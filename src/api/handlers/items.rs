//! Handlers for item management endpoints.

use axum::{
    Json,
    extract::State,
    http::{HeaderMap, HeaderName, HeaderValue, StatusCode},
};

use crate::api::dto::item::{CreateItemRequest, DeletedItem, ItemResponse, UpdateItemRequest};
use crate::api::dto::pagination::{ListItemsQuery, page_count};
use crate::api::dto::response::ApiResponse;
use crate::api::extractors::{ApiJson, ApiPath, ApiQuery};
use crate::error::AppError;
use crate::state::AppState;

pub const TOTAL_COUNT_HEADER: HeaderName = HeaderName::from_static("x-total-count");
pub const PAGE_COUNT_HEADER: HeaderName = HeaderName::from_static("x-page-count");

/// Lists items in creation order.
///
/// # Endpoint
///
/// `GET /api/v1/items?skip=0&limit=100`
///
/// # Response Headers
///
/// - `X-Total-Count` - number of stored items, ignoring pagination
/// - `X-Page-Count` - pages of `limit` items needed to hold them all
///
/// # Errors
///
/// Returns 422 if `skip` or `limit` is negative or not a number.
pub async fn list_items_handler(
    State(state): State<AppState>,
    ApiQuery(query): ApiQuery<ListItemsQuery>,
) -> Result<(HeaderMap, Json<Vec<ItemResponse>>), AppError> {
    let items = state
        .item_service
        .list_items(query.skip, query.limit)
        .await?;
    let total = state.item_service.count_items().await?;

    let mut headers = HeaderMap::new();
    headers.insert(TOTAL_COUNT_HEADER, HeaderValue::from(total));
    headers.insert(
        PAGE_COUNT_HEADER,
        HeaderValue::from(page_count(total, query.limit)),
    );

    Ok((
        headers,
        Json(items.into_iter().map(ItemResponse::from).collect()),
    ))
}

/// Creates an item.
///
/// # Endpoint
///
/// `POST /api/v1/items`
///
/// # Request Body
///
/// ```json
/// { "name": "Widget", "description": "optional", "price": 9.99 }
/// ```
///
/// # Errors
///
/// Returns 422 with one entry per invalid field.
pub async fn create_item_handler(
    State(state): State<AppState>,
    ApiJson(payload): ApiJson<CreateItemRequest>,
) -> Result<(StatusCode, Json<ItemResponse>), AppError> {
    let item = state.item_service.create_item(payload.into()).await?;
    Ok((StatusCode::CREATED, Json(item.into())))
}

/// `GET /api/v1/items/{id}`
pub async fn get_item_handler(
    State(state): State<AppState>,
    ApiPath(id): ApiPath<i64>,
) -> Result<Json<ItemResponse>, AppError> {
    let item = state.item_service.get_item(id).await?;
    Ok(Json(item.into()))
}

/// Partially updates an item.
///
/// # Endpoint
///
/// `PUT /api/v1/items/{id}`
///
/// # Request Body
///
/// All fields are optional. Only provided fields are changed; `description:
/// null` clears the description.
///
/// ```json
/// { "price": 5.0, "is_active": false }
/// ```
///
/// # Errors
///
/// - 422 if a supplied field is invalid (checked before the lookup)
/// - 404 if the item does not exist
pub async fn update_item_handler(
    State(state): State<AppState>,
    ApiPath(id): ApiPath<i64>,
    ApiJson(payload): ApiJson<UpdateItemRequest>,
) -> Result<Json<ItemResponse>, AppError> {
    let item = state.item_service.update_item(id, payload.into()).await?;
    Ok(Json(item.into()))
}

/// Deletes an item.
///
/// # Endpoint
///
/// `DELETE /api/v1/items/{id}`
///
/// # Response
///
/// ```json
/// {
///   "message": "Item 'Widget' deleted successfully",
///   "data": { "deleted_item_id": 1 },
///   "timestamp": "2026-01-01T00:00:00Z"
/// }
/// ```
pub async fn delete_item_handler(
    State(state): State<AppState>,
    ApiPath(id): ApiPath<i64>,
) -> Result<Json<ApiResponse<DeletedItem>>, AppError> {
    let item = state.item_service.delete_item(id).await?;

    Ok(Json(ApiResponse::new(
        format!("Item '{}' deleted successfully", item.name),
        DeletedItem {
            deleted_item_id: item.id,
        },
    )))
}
━━━━
Only the number is wanted: how many lines in the preceding entries hold the string "insert"?

ANSWER TO THE PROBLEM
2